Alexander Krauß (MdB, CDU): Nicht mehr als 200.000 Asylbewerber

Alexander Krauß beantwortet auf www.wochenendspiegel.de Fragen zur GroKo. Foto CDU

Krauß für schnelle Abschiebungen

Region. Deutschland bekommt seine Regierung. Der 177 Seiten lange Koalitionsvertrag ist beschlossen. Nach dem sich die Jamaika-Pläne in Qualm auflösten, einigten sich CDU/CSU und SPD auf eine neue große Koalition. Weil CDU-Delegierte und sozialdemokratische Basis (zum Teil missmutig murrend) zustimmten, wird am Mittwoch (14. März) im Bundestag Angela Merkel zur Kanzlerin gewählt, sie und das GroKo-Kabinett vereidigt.
Auf den blauen Politikerstühlen sitzen auch elf Menschen, die die Interessen Südwestsachsens in der Hauptstadt vertreten. WochenENDspiegel wollte u.a. wissen, wie sie die neue GroKo und den Koalitionsvertrag bewerten.

Die Antworten von Alexander Krauß (CDU/Wahlkreis Erzgebirge I) lesen Sie hier

Der Koalitionsvertrag trägt die Überschrift: “Ein neuer Aufbruch für Europa – Eine neue Dynamik für Deutschland – Ein neuer Zusammenhalt für unser Land”. Natürlich musste es Kompromisse geben. Welche sind Ihnen die unerfreulichsten oder sehen Sie das Ergebnis durchweg positiv?

Zuerst einmal bringt der Koalitionsvertrag eine stabile und verlässliche Regierung. Als Union haben wir uns klar in den Bereichen der Innen- und Familienpolitik durchgesetzt – mit einer verschärften Asylpolitik und mehr Kindergeld. Die Aufteilung der Ministerien sehe ich kritisch. Da hätte ich mir gewünscht, dass das Finanzressort bei der Union bleibt.

Glauben Sie, dass eine Beitragssenkung von 0,3 Prozent bei der Arbeitslosenversicherung angesichts eines Überschusses von fast 6 Mrd. Euro bei der Arbeitsagentur, nicht zu gering ist?

Nein.
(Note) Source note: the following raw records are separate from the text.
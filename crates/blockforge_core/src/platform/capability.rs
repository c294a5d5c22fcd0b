//! Capability and side-effect declarations for registered platforms.

use std::error::Error;
use std::fmt::{Display, Formatter};

/// One axis of host behavior that exactly one platform ends up serving.
#[derive(Debug, Clone, Copy, PartialEq, Eq, PartialOrd, Ord, Hash)]
pub enum Capability {
    Configuration,
    WorldEditCui,
    GameHooks,
    Permissions,
    UserCommands,
    WorldEditing,
}

impl Capability {
    pub const ALL: [Capability; 6] = [
        Self::Configuration,
        Self::WorldEditCui,
        Self::GameHooks,
        Self::Permissions,
        Self::UserCommands,
        Self::WorldEditing,
    ];

    /// Stable string id used in logs and configuration.
    pub fn as_str(self) -> &'static str {
        match self {
            Self::Configuration => "configuration",
            Self::WorldEditCui => "worldedit_cui",
            Self::GameHooks => "game_hooks",
            Self::Permissions => "permissions",
            Self::UserCommands => "user_commands",
            Self::WorldEditing => "world_editing",
        }
    }

    /// User-facing short description.
    pub fn description(self) -> &'static str {
        match self {
            Self::Configuration => "configuration loading",
            Self::WorldEditCui => "client-side selection display",
            Self::GameHooks => "game hooks and host registries",
            Self::Permissions => "permission checks",
            Self::UserCommands => "user command registration",
            Self::WorldEditing => "world editing",
        }
    }
}

impl Display for Capability {
    fn fmt(&self, f: &mut Formatter<'_>) -> std::fmt::Result {
        f.write_str(self.as_str())
    }
}

/// Parses one capability from its string id.
pub fn parse_capability(value: &str) -> Result<Capability, CapabilityError> {
    let normalized = value.trim();
    if normalized.is_empty() {
        return Err(CapabilityError::EmptyCapability);
    }
    Capability::ALL
        .into_iter()
        .find(|capability| capability.as_str() == normalized)
        .ok_or_else(|| CapabilityError::UnsupportedCapability(normalized.to_string()))
}

/// Capability parse errors.
#[derive(Debug, Clone, PartialEq, Eq)]
pub enum CapabilityError {
    EmptyCapability,
    UnsupportedCapability(String),
}

impl Display for CapabilityError {
    fn fmt(&self, f: &mut Formatter<'_>) -> std::fmt::Result {
        match self {
            Self::EmptyCapability => write!(f, "capability value must not be empty"),
            Self::UnsupportedCapability(value) => write!(f, "capability is unsupported: {value}"),
        }
    }
}

impl Error for CapabilityError {}

/// Secondary effect a platform may apply while mutating the world.
#[derive(Debug, Clone, Copy, PartialEq, Eq, PartialOrd, Ord, Hash)]
pub enum SideEffect {
    Lighting,
    Neighbors,
    Update,
    Validation,
    EntityAi,
    Events,
    History,
    Heightmaps,
    PoiUpdate,
    Network,
}

impl SideEffect {
    pub fn as_str(self) -> &'static str {
        match self {
            Self::Lighting => "lighting",
            Self::Neighbors => "neighbors",
            Self::Update => "update",
            Self::Validation => "validation",
            Self::EntityAi => "entity_ai",
            Self::Events => "events",
            Self::History => "history",
            Self::Heightmaps => "heightmaps",
            Self::PoiUpdate => "poi_update",
            Self::Network => "network",
        }
    }
}

#[cfg(test)]
mod tests {
    use super::{parse_capability, Capability, CapabilityError};

    #[test]
    fn parses_every_capability_id() {
        for capability in Capability::ALL {
            assert_eq!(
                parse_capability(capability.as_str()).expect("known id should parse"),
                capability
            );
        }
    }

    #[test]
    fn rejects_empty_and_unknown_ids() {
        assert_eq!(
            parse_capability("  ").expect_err("blank must fail"),
            CapabilityError::EmptyCapability
        );
        assert_eq!(
            parse_capability("WORLD_EDITING").expect_err("uppercase must fail"),
            CapabilityError::UnsupportedCapability("WORLD_EDITING".to_string())
        );
    }

    #[test]
    fn descriptions_are_user_facing() {
        assert_eq!(Capability::WorldEditing.description(), "world editing");
        assert!(Capability::Permissions.description().contains("permission"));
    }
}
//! Registry browsing and item search.
//!
//! # Responsibility
//! - Turn user-typed glob queries into matchers over registry ids.
//! - Produce sorted, paginated listings for command collaborators.
//!
//! # Invariants
//! - Results are sorted by id, independent of registration order.
//! - Requested pages are clamped into `1..=total_pages`.

use crate::registry::keyed::Keyed;
use crate::registry::namespaced::NamespacedRegistry;
use crate::registry::types::{ItemType, TypeRegistries};
use once_cell::sync::Lazy;
use regex::Regex;
use std::error::Error;
use std::fmt::{Display, Formatter};

static ALLOWED_QUERY: Lazy<Regex> =
    Lazy::new(|| Regex::new("^[a-z0-9_:?*/]+$").expect("registry query pattern is valid"));

const MIN_ITEM_QUERY_CHARS: usize = 3;

/// Search input errors.
#[derive(Debug, Clone, PartialEq, Eq)]
pub enum SearchError {
    InvalidQuery(String),
    QueryTooShort(String),
    UnknownRegistry {
        requested: String,
        available: Vec<String>,
    },
}

impl Display for SearchError {
    fn fmt(&self, f: &mut Formatter<'_>) -> std::fmt::Result {
        match self {
            Self::InvalidQuery(value) => write!(
                f,
                "invalid registry query `{value}`; allowed characters are a-z 0-9 _ : ? * /"
            ),
            Self::QueryTooShort(value) => {
                write!(f, "search query `{value}` is too short; enter at least 3 characters")
            }
            Self::UnknownRegistry {
                requested,
                available,
            } => write!(
                f,
                "unknown registry `{requested}`; expected one of {}",
                available.join(", ")
            ),
        }
    }
}

impl Error for SearchError {}

/// Parsed registry query.
#[derive(Debug, Clone)]
pub struct RegistryQuery {
    raw: String,
    matcher: Regex,
}

impl RegistryQuery {
    /// Parses space-separated words into a glob query.
    ///
    /// Words are joined with `_`. A query without `*` or `?` matches ids
    /// containing it anywhere.
    pub fn parse(raw: &str) -> Result<Self, SearchError> {
        let joined = raw.split_whitespace().collect::<Vec<_>>().join("_");
        let raw = if joined.is_empty() {
            "*".to_string()
        } else {
            joined
        };
        if !ALLOWED_QUERY.is_match(&raw) {
            return Err(SearchError::InvalidQuery(raw));
        }

        let glob = if raw.contains('*') || raw.contains('?') {
            raw.clone()
        } else {
            format!("*{raw}*")
        };
        let matcher =
            Regex::new(&glob_to_regex(&glob)).map_err(|_| SearchError::InvalidQuery(raw.clone()))?;
        Ok(Self { raw, matcher })
    }

    pub fn as_str(&self) -> &str {
        &self.raw
    }

    /// Whether this query lists the whole registry.
    pub fn is_everything(&self) -> bool {
        self.raw == "*"
    }

    pub fn matches(&self, id: &str) -> bool {
        self.matcher.is_match(id)
    }
}

/// Filter applied by item search.
#[derive(Debug, Clone, Copy, PartialEq, Eq)]
pub enum ItemFilter {
    Any,
    BlocksOnly,
    ItemsOnly,
}

/// One page of sorted search results.
#[derive(Debug, Clone, PartialEq, Eq)]
pub struct SearchPage {
    pub title: String,
    pub items: Vec<String>,
    /// 1-based page actually returned.
    pub page: usize,
    pub total_pages: usize,
    pub total_results: usize,
}

/// Lists ids in `registry` matching `query`.
pub fn search_registry<V: Keyed>(
    registry: &NamespacedRegistry<V>,
    query: &RegistryQuery,
    page: usize,
    page_size: usize,
) -> SearchPage {
    listing(registry.iter().map(Keyed::id), query, page, page_size)
}

/// Like `search_registry`, resolving the registry by machine id
/// (`block_type`, `item_category`, ...).
///
/// # Errors
/// - `UnknownRegistry` when `registry_id` names none of `registries`.
pub fn search_registry_by_id(
    registries: &TypeRegistries,
    registry_id: &str,
    query: &RegistryQuery,
    page: usize,
    page_size: usize,
) -> Result<SearchPage, SearchError> {
    let keys = registries
        .keys_of(registry_id.trim())
        .ok_or_else(|| SearchError::UnknownRegistry {
            requested: registry_id.trim().to_string(),
            available: registries
                .registry_ids()
                .iter()
                .map(|id| id.to_string())
                .collect(),
        })?;
    Ok(listing(keys.into_iter(), query, page, page_size))
}

/// Searches item ids containing `text` (spaces become `_`).
///
/// `text` is taken as typed; surrounding whitespace counts toward the
/// length and becomes `_` like any other space.
///
/// # Errors
/// - `QueryTooShort` when `text` has fewer than 3 characters.
pub fn search_items(
    items: &NamespacedRegistry<ItemType>,
    text: &str,
    filter: ItemFilter,
    page: usize,
    page_size: usize,
) -> Result<SearchPage, SearchError> {
    if text.chars().count() < MIN_ITEM_QUERY_CHARS {
        return Err(SearchError::QueryTooShort(text.to_string()));
    }
    let needle = text.replace(' ', "_");
    let ids: Vec<String> = items
        .iter()
        .filter(|item| match filter {
            ItemFilter::Any => true,
            ItemFilter::BlocksOnly => item.has_block_type(),
            ItemFilter::ItemsOnly => !item.has_block_type(),
        })
        .map(Keyed::id)
        .filter(|id| id.contains(needle.as_str()))
        .map(str::to_string)
        .collect();
    Ok(paginate(
        format!("Search results for '{text}'"),
        ids,
        page,
        page_size,
    ))
}

fn listing<'a>(
    ids: impl Iterator<Item = &'a str>,
    query: &RegistryQuery,
    page: usize,
    page_size: usize,
) -> SearchPage {
    let ids = ids
        .filter(|id| query.matches(id))
        .map(str::to_string)
        .collect();
    let title = if query.is_everything() {
        "Registry contents".to_string()
    } else {
        format!("Search results for '{}'", query.as_str())
    };
    paginate(title, ids, page, page_size)
}

fn paginate(title: String, mut ids: Vec<String>, page: usize, page_size: usize) -> SearchPage {
    ids.sort();
    let page_size = page_size.max(1);
    let total_results = ids.len();
    let total_pages = total_results.div_ceil(page_size).max(1);
    let page = page.clamp(1, total_pages);
    let items = ids
        .into_iter()
        .skip((page - 1) * page_size)
        .take(page_size)
        .collect();
    SearchPage {
        title,
        items,
        page,
        total_pages,
        total_results,
    }
}

fn glob_to_regex(glob: &str) -> String {
    let mut pattern = String::with_capacity(glob.len() + 8);
    pattern.push('^');
    for c in glob.chars() {
        match c {
            '*' => pattern.push_str(".*"),
            '?' => pattern.push('.'),
            other => pattern.push_str(&regex::escape(&other.to_string())),
        }
    }
    pattern.push('$');
    pattern
}
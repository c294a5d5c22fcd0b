//! Core configuration surface.
//!
//! # Responsibility
//! - Describe every tunable the core reads at startup.
//! - Parse and validate embedder-supplied JSON without touching the disk.
//!
//! # Invariants
//! - Every field has a default, so `{}` is a complete configuration.
//! - A configuration returned by `from_json_str` has already passed `validate()`.

use crate::logging::default_log_level;
use serde::{Deserialize, Serialize};
use std::error::Error;
use std::fmt::{Display, Formatter};

/// Namespace used by the host for its own vocabulary.
pub const DEFAULT_NAMESPACE: &str = "minecraft";
/// Results shown per page by registry searches.
pub const DEFAULT_SEARCH_PAGE_SIZE: usize = 8;

/// Top-level core configuration.
#[derive(Debug, Clone, PartialEq, Eq, Serialize, Deserialize)]
#[serde(default)]
pub struct CoreConfig {
    /// Namespace applied to unqualified registry lookups.
    pub default_namespace: String,
    /// One of `trace|debug|info|warn|error`.
    pub log_level: String,
    /// Absolute directory for rolling logs. `None` leaves logging to the embedder.
    pub log_dir: Option<String>,
    pub adapters: AdapterConfig,
    pub search: SearchConfig,
    /// Priority weight the embedding host platform registers with.
    pub host_platform_priority: i32,
}

impl Default for CoreConfig {
    fn default() -> Self {
        Self {
            default_namespace: DEFAULT_NAMESPACE.to_string(),
            log_level: default_log_level().to_string(),
            log_dir: None,
            adapters: AdapterConfig::default(),
            search: SearchConfig::default(),
            host_platform_priority: 0,
        }
    }
}

/// Adapter discovery switches.
#[derive(Debug, Clone, PartialEq, Eq, Serialize, Deserialize)]
#[serde(default)]
pub struct AdapterConfig {
    /// Consider candidates linked into the running process.
    pub scan_runtime_path: bool,
    /// Consider candidates shipped inside the extension bundle.
    pub scan_bundled_archive: bool,
    /// Candidate names that must never be instantiated.
    pub disabled: Vec<String>,
}

impl Default for AdapterConfig {
    fn default() -> Self {
        Self {
            scan_runtime_path: true,
            scan_bundled_archive: true,
            disabled: Vec::new(),
        }
    }
}

/// Registry search presentation settings.
#[derive(Debug, Clone, PartialEq, Eq, Serialize, Deserialize)]
#[serde(default)]
pub struct SearchConfig {
    pub page_size: usize,
}

impl Default for SearchConfig {
    fn default() -> Self {
        Self {
            page_size: DEFAULT_SEARCH_PAGE_SIZE,
        }
    }
}

impl CoreConfig {
    /// Parses and validates a JSON configuration document.
    ///
    /// # Errors
    /// - `ConfigError::Parse` when the document is not valid JSON for this shape.
    /// - `ConfigError::Invalid` when a field violates a core invariant.
    pub fn from_json_str(raw: &str) -> Result<Self, ConfigError> {
        let config: CoreConfig =
            serde_json::from_str(raw).map_err(|err| ConfigError::Parse(err.to_string()))?;
        config.validate()?;
        Ok(config)
    }

    /// Checks field-level invariants.
    pub fn validate(&self) -> Result<(), ConfigError> {
        let namespace = self.default_namespace.as_str();
        if namespace.is_empty() {
            return Err(ConfigError::Invalid(
                "default_namespace must not be empty".to_string(),
            ));
        }
        if namespace.contains(':') {
            return Err(ConfigError::Invalid(format!(
                "default_namespace must not contain `:`, got `{namespace}`"
            )));
        }
        if self.search.page_size == 0 {
            return Err(ConfigError::Invalid(
                "search.page_size must be at least 1".to_string(),
            ));
        }
        if let Some(dir) = &self.log_dir {
            if !std::path::Path::new(dir.trim()).is_absolute() {
                return Err(ConfigError::Invalid(format!(
                    "log_dir must be an absolute path, got `{dir}`"
                )));
            }
        }
        Ok(())
    }
}

/// Configuration parse/validation errors.
#[derive(Debug, Clone, PartialEq, Eq)]
pub enum ConfigError {
    Parse(String),
    Invalid(String),
}

impl Display for ConfigError {
    fn fmt(&self, f: &mut Formatter<'_>) -> std::fmt::Result {
        match self {
            Self::Parse(message) => write!(f, "failed to parse configuration: {message}"),
            Self::Invalid(message) => write!(f, "invalid configuration: {message}"),
        }
    }
}

impl Error for ConfigError {}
Wir haben zwar eine sehr gute Lage auf dem Arbeitsmarkt und dadurch volle Kassen bei der Arbeitsagentur. Diese Entwicklung kann sich aber auch ganz schnell drehen, wenn die Konjunktur einbricht. Außerdem muss genügend Geld da sein, damit es zielgenauere Angebote für Langzeitarbeitslose gibt.

Im Vertrag steht, dass man nach zwei Jahren Bilanz zieht. Welche Maßnahmen müssen bis dahin aus Ihrer Sicht unbedingt umgesetzt sein, damit diese positiv ausfällt?

Die zentralen Aufnahmeeinrichtungen zur Aufnahme, Entscheidung und Rückführung von Asylbewerbern müssen so arbeiten, dass Abschiebungen auch schnell vollzogen werden. Die Zahl der Asylbewerber muss mindestens so niedrig wie jetzt bleiben – also nicht mehr als 200.000 pro Jahr.

Die Entscheidung von Bundeskanzlerin Angela Merkel, Annegret Kramp-Karrenbauer als Generalsekretären zu installieren, wurde von allen Flügeln begrüßt. Wird sie nach den zwei Jahren als neue Bundeskanzlerin etabliert?

Das weiß ich nicht. Ich halte sie für eine sehr gute Wahl; sie wäre auch eine sehr gute Bundeskanzlerin. Annegret Kramp-Karrenbauer verbindet ihre konservative Grundeinstellung mit sozialer Verantwortung.